Saturday in the Twenty-Ninth Week of Ordinary Time

John 17:6-10

Our Lord Prays Not for the World

Our Lord’s “High Priestly Prayer” only gets more beautiful.  It is beautiful because we learn here that our Lord’s interest is not in the world but in his people.  When I say “world,” I mean the world under sin and the dominion of the evil one, the world that rebelled against its Maker and was thus shattered.  To that world our Lord will one day say, “Depart from me, for I never knew you.”  But to those whom he calls out of the world, those whom the Father “chose in [Christ] before the foundation of the world, that [they] should be holy and blameless before Him,” whom He “predestined…for adoption as sons through Jesus Christ, according to the purpose of His will, to the praise of His glorious grace,” these He calls His Bride and prepares a new world for their glorious habitation (Ephesians 1:4-6).

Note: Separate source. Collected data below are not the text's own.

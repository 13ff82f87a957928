/*
 * Copyright (C) 2024 Clownvin <123clownvin@gmail.com>
 *
 * This file is part of Flashquiz.
 *
 * Flashquiz is free software: you can redistribute it and/or modify
 * it under the terms of the GNU General Public License as published by
 * the Free Software Foundation, either version 3 of the License, or
 * (at your option) any later version.
 *
 * Flashquiz is distributed in the hope that it will be useful,
 * but WITHOUT ANY WARRANTY; without even the implied warranty of
 * MERCHANTABILITY or FITNESS FOR A PARTICULAR PURPOSE.  See the
 * GNU General Public License for more details.
 *
 * You should have received a copy of the GNU General Public License
 * along with Flashquiz.  If not, see <http://www.gnu.org/licenses/>.
 */

use rand::Rng;

use crate::{deck::Flashcard, scores::Tallies};

///Index list which can only be accessed randomly, each index drawn
///proportionally to its weight.
pub(crate) struct WeightedList {
    weights: Vec<u64>,
    total_weight: u64,
}

impl WeightedList {
    pub fn with_capacity(capacity: usize) -> Self {
        Self {
            weights: Vec::with_capacity(capacity),
            total_weight: 0,
        }
    }

    pub fn add(&mut self, weight: u64) {
        assert!(weight > 0, "item weight must be greater than zero");

        self.weights.push(weight);
        self.total_weight += weight;
    }

    pub fn len(&self) -> usize {
        self.weights.len()
    }

    pub fn random_index<R: Rng>(&self, rng: &mut R) -> Option<usize> {
        match self.len() {
            0 => None,
            1 => Some(0),
            _ => {
                let needle = rng.gen_range(0..self.total_weight);
                let mut running_total = 0;

                for (i, weight) in self.weights.iter().enumerate() {
                    running_total += *weight;
                    if needle < running_total {
                        return Some(i);
                    }
                }

                unreachable!("needle is always below the total weight")
            }
        }
    }
}

impl FromIterator<u64> for WeightedList {
    fn from_iter<I: IntoIterator<Item = u64>>(iter: I) -> Self {
        let iter = iter.into_iter();

        let mut list = {
            let (lower_bound, _) = iter.size_hint();
            Self::with_capacity(lower_bound)
        };

        for weight in iter {
            list.add(weight);
        }

        list
    }
}

///Selection weight of every card, in deck order. Cards without a tally
///count as never answered.
pub fn weights(cards: &[Flashcard], tallies: &Tallies) -> Vec<u64> {
    cards
        .iter()
        .map(|card| {
            tallies
                .get(&card.question)
                .copied()
                .unwrap_or_default()
                .weight()
        })
        .collect()
}

///Draws the index of the next card to ask. `None` only for an empty deck.
pub fn pick<R: Rng>(cards: &[Flashcard], tallies: &Tallies, rng: &mut R) -> Option<usize> {
    weights(cards, tallies)
        .into_iter()
        .collect::<WeightedList>()
        .random_index(rng)
}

Our Lord testifies in this prayer that he has manifested his name to those whom the Father “gave [him] out of the world.”  And then Jesus says, “Yours they were, and you gave them to me.”  In other words, these belonged to the Father before Jesus ever said to any one of them, “Follow me.”  Jesus makes it clear that the Father gave him these that he may give them the words that the Father gave him, so that they would believe that Jesus came from the Father and that all that he did and all that he said were from the Father.  In that the disciples believed this, Jesus again accomplished yet another task the Father gave him.

And then Jesus says, “I am praying for them.  I am not praying for the world but for those whom you have given me, for they are yours.  All mine are yours, and yours are mine, and I am glorified in them.”  A priest prays for those who are his and no others.  No priest of the Old Testament ever offered sacrifices on behalf of the world but only on behalf of the people of Israel.  Likewise, though our Lord rules the world, he is High Priest only over the new Israel, his Church, that is, those for whom he died and now those for whom he prays, those whom the Father gave him out of the world.

Jesus prays for, Jesus intercedes for, those whom the Father gave him – and none else.  Do you not see the special care the Father has for you?  Do you not stop and wonder, “Why me?”  Do you not feel as deeply as anything you have ever felt before that you are so utterly unworthy of this love?  Do you not finally see that it is all of grace?  Jesus prays for you because the Father gave you to him; Jesus prays for you because he knows you; Jesus prays for you because he loves you.  Jesus prays for you; not the world.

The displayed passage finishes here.